I love the concept!!

Can anybody comment with personal experiences?

I'm a big design buff and would love to get one of these but won't if filtration / aeration / stress is added to fish.

Does anybody stock these locally or have the capacity to import?

So cool!!!


----------



## DR1V3N (Apr 22, 2010)

For the salties!






That'll be a tough fragging job. Especially in the column portion me-thinks...


----------



## snowflakie (Apr 22, 2010)

Very cool!!


----------



## Nicklfire (Apr 21, 2010)

dont know anyone that would carry those in stock, they seem like custom made stuff, you should try asking munster tanks (one of our sponsors here) they do this type of stuff


----------



## jkam (Apr 21, 2010)

it would suck if a fish died and floated to the top of the column


----------



## pacific (Apr 21, 2010)

There was an interesting thread on somebody setting one of these up over on fishlore a while back:

http://www.fishlore.com/fishforum/diy-do-yourself/8230-how-done.html

Sounds like at this point they are DIY jobs, and finicky to get right. Very cool though.


----------



## yuju (Apr 21, 2010)

jkam said:


> it would suck if a fish died and floated to the top of the column


funny you should say, but it looks like there's a floater showing at 0:27


----------



## DR1V3N (Apr 22, 2010)

Nicklfire said:


> dont know anyone that would carry those in stock, they seem like custom made stuff, you should try asking munster tanks (one of our sponsors here) they do this type of stuff


Yeah will check in with Corwin.
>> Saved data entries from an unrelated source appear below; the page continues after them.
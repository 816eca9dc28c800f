//! Show/hide control on the login form's password field.

use gloo::events::EventListener;
use std::cell::Cell;
use std::rc::Rc;
use web_sys::{HtmlElement, HtmlInputElement};

use crate::dom;
use crate::error::Result;

pub const SHOW_ID: &str = "show";
pub const HIDE_ID: &str = "hide";
pub const INPUT_SELECTOR: &str = ".form__field-password";

pub const SHOW_ACTIVE_CLASS: &str = "password-input_show";
pub const HIDE_ACTIVE_CLASS: &str = "password-input_hide";

#[derive(Clone, Copy, Debug, PartialEq, Eq)]
pub enum Control {
    Show,
    Hide,
}

#[derive(Clone, Copy, Debug, PartialEq, Eq, Default)]
pub enum PasswordVisibility {
    #[default]
    Hidden,
    Shown,
}

/// DOM state of the field and both controls for one visibility.
#[derive(Clone, Copy, Debug, PartialEq, Eq)]
pub struct PasswordPresentation {
    pub input_type: &'static str,
    pub show_class_on: bool,
    pub hide_class_on: bool,
}

impl PasswordVisibility {
    /// A click sets the state outright, so repeating a click changes nothing.
    pub fn after_click(self, control: Control) -> Self {
        match control {
            Control::Show => PasswordVisibility::Shown,
            Control::Hide => PasswordVisibility::Hidden,
        }
    }

    pub fn presentation(self) -> PasswordPresentation {
        let shown = self == PasswordVisibility::Shown;
        PasswordPresentation {
            input_type: if shown { "text" } else { "password" },
            show_class_on: shown,
            hide_class_on: shown,
        }
    }
}

pub struct PasswordToggle {
    input: HtmlInputElement,
    show: HtmlElement,
    hide: HtmlElement,
    state: Cell<PasswordVisibility>,
}

impl PasswordToggle {
    /// `None` when the page has no show/hide pair.
    pub fn find() -> Result<Option<Self>> {
        let (Some(show), Some(hide)) = (
            dom::maybe_by_id::<HtmlElement>(SHOW_ID)?,
            dom::maybe_by_id::<HtmlElement>(HIDE_ID)?,
        ) else {
            return Ok(None);
        };
        let input = dom::by_selector::<HtmlInputElement>(INPUT_SELECTOR)?;
        Ok(Some(Self {
            input,
            show,
            hide,
            state: Cell::new(PasswordVisibility::default()),
        }))
    }

    pub fn click(&self, control: Control) -> Result<()> {
        let next = self.state.get().after_click(control);
        let p = next.presentation();
        dom::set_class(&self.show, SHOW_ACTIVE_CLASS, p.show_class_on)?;
        dom::set_class(&self.hide, HIDE_ACTIVE_CLASS, p.hide_class_on)?;
        self.input.set_type(p.input_type);
        self.state.set(next);
        Ok(())
    }

    pub fn bind(self) {
        let toggle = Rc::new(self);

        for (target, control) in [
            (toggle.show.clone(), Control::Show),
            (toggle.hide.clone(), Control::Hide),
        ] {
            let toggle = toggle.clone();
            EventListener::new(&target, "click", move |_| {
                if let Err(e) = toggle.click(control) {
                    log::warn!("password toggle: {e}");
                }
            })
            .forget();
        }

        log::debug!("bound password toggle");
    }
}

#[cfg(test)]
mod tests {
    use super::*;

    fn replay(clicks: &[Control]) -> PasswordVisibility {
        clicks
            .iter()
            .fold(PasswordVisibility::default(), |s, c| s.after_click(*c))
    }

    #[test]
    fn starts_hidden_as_a_password_field() {
        let p = PasswordVisibility::default().presentation();
        assert_eq!(p.input_type, "password");
        assert!(!p.show_class_on);
        assert!(!p.hide_class_on);
    }

    #[test]
    fn show_makes_plain_text_and_marks_both_controls() {
        let p = replay(&[Control::Show]).presentation();
        assert_eq!(p.input_type, "text");
        assert!(p.show_class_on);
        assert!(p.hide_class_on);
    }

    #[test]
    fn hide_undoes_show_completely() {
        assert_eq!(
            replay(&[Control::Show, Control::Hide]).presentation(),
            PasswordVisibility::default().presentation()
        );
    }

    #[test]
    fn show_hide_show_matches_a_single_show() {
        use Control::*;
        assert_eq!(
            replay(&[Show, Hide, Show]).presentation(),
            replay(&[Show]).presentation()
        );
    }

    #[test]
    fn repeated_clicks_have_no_extra_effect() {
        use Control::*;
        assert_eq!(replay(&[Show, Show]), replay(&[Show]));
        assert_eq!(replay(&[Hide, Hide]), replay(&[]));
        assert_eq!(replay(&[Show, Hide, Hide]), replay(&[Hide]));
    }
}
//! HTTP calls made by the page.
//!
//! Both calls are fire-once: no retries, no cancellation, no guard against a
//! second click while the first request is still out.

use gloo::net::http::Request;
use serde::Deserialize;

use crate::draft::PostDraft;
use crate::error::{Error, Result};

pub const JSON_CONTENT_TYPE: &str = "application/json;charset=utf-8";

/// Sends the draft. Any non-2xx answer becomes [`Error::Status`].
pub async fn publish(endpoint: &str, draft: &PostDraft) -> Result<()> {
    let body = draft.to_json()?;
    let resp = Request::post(endpoint)
        .header("Content-Type", JSON_CONTENT_TYPE)
        .body(body)?
        .send()
        .await?;

    check_status(resp.status())
}

pub fn check_status(status: u16) -> Result<()> {
    if (200..300).contains(&status) {
        Ok(())
    } else {
        Err(Error::Status(status))
    }
}

/// What the user sees after a failed publish. One alert per failure.
pub fn publish_alert(err: &Error) -> String {
    err.to_string()
}

#[derive(Debug, Clone, Deserialize, PartialEq, Eq)]
pub struct DemoMessage {
    pub message: String,
}

/// Decodes the demo reply whatever its status; an error page that still
/// carries a `message` gets shown like a success.
pub fn decode_demo_message(status: u16, body: &str) -> Result<DemoMessage> {
    if check_status(status).is_err() {
        log::debug!("demo endpoint answered {status}");
    }
    Ok(serde_json::from_str(body)?)
}

pub async fn fetch_demo_message(endpoint: &str) -> Result<DemoMessage> {
    let resp = Request::get(endpoint).send().await?;
    let body = resp.text().await?;
    decode_demo_message(resp.status(), &body)
}

#[cfg(test)]
mod tests {
    use super::*;

    #[test]
    fn two_hundreds_pass() {
        for s in [200, 201, 204, 299] {
            assert!(check_status(s).is_ok(), "{s}");
        }
    }

    #[test]
    fn everything_else_is_a_status_error() {
        for s in [0, 199, 300, 302, 400, 404, 500, 503] {
            assert!(matches!(check_status(s), Err(Error::Status(code)) if code == s));
        }
    }

    #[test]
    fn failed_publish_alert_carries_the_status() {
        let err = check_status(502).unwrap_err();
        let msg = publish_alert(&err);
        assert!(msg.contains("502"), "{msg}");
    }

    #[test]
    fn demo_message_decodes() {
        let m: DemoMessage = serde_json::from_str(r#"{"message":"Привет, мир!"}"#).unwrap();
        assert_eq!(m.message, "Привет, мир!");
    }

    #[test]
    fn demo_message_is_shown_on_any_status() {
        let body = r#"{"message":"backend is down"}"#;
        for s in [200, 404, 500] {
            let m = decode_demo_message(s, body).unwrap();
            assert_eq!(m.message, "backend is down", "{s}");
        }
    }

    #[test]
    fn demo_reply_without_a_message_is_a_json_error() {
        let err = decode_demo_message(500, "<html>oops</html>").unwrap_err();
        assert!(matches!(err, Error::Json(_)));
    }

    #[test]
    fn demo_message_requires_the_field() {
        assert!(serde_json::from_str::<DemoMessage>(r#"{"msg":"hi"}"#).is_err());
    }
}
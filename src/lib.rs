use std::env;
use log::info;
use tokio_util::sync::CancellationToken;

use crate::args::Args;
use crate::broker::coordinator::Coordinator;
use crate::broker::transport::MqttTransport;
use crate::config::io::ConfigIO;
use crate::error::AppRunError;
use crate::fixture::store::FixtureStore;
use crate::notice::Notifier;
use crate::panel::dispatcher::Dispatcher;
use crate::panel::run_panel;
use crate::panel::shell::{notice_printer_task, shell_task};
use crate::scene::catalog::SceneCatalog;

pub mod args;
pub mod broker;
pub mod config;
pub mod error;
pub mod fixture;
pub mod notice;
pub mod panel;
pub mod scene;

pub fn init_logging(verbose: bool) {
    let level = if verbose { log::LevelFilter::Debug } else { log::LevelFilter::Info };

    let mut dispatch = fern::Dispatch::new()
        .format(|out, message, record| {
            out.finish(format_args!(
                "[{} {} {}] {}",
                humantime::format_rfc3339(std::time::SystemTime::now()),
                record.level(),
                record.target(),
                message
            ))
        })
        .level(level)
        // rumqttc is chatty about every packet
        .level_for("rumqttc", log::LevelFilter::Warn)
        .chain(std::io::stderr());

    if let Ok(log_file) = env::var("LOG_FILE") {
        dispatch = dispatch.chain(
            fern::log_file(log_file).expect("Failed to open LOG_FILE")
        );
    }

    dispatch.apply().expect("Failed to initialize logger");
}

pub async fn run(args: Args) -> Result<(), AppRunError> {
    let config_io = ConfigIO::new_sync(args.config)?;
    let mut config_locker = config_io.locker()?;
    let _config_lock = config_locker.lock()?;

    let mut config = config_io.read_or_init().await?;
    config.apply_env()?;
    config.apply_overrides(args.scheme, args.host, args.port);

    let endpoint = config.endpoint()?;
    let catalog = SceneCatalog::load(config.scene_catalog.as_deref()).await?;
    let store = FixtureStore::new(config.make_fixtures()?);
    info!("Broker at {}, {} lights, dispatch policy {:?}", endpoint.url(), store.fixtures().len(), config.dispatch);

    let cancel = CancellationToken::new();
    let (notifier, notices) = Notifier::channel();

    let coordinator = Coordinator::new(
        MqttTransport::new(cancel.clone()),
        endpoint,
        config.connect_options()?,
        config.connect_timeout(),
        notifier.clone(),
    );
    let dispatcher = Dispatcher::new(
        coordinator,
        store,
        catalog,
        config.topics.clone(),
        config.dispatch,
        notifier,
    );

    let (intents, shell_handle) = shell_task(cancel.clone(), dispatcher.subscribe_status());
    let printer_handle = notice_printer_task(notices);

    run_panel(dispatcher, intents, cancel.clone()).await;

    // the printer ends once every notifier is gone, so the last notices still show
    shell_handle.await.ok();
    printer_handle.await.ok();
    cancel.cancel();
    Ok(())
}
It seems like they're manufacturing them in Asia as I've seen too many clips with similar setups (i.e. the water fountain, the air bubble column). I'd think there might be liability issues with leakage here in N. America. One of the first questions that come to mind is what happens when power goes out and vacuum is lost in the column tank? Would a battery operated pump be strong enough to sustain the vacuum?



jkam said:


> it would suck if a fish died and floated to the top of the column


LOL.. I'm thinking slender L shaped net.


----------



## Nicklfire (Apr 21, 2010)

lol you invest in a UPS backup


----------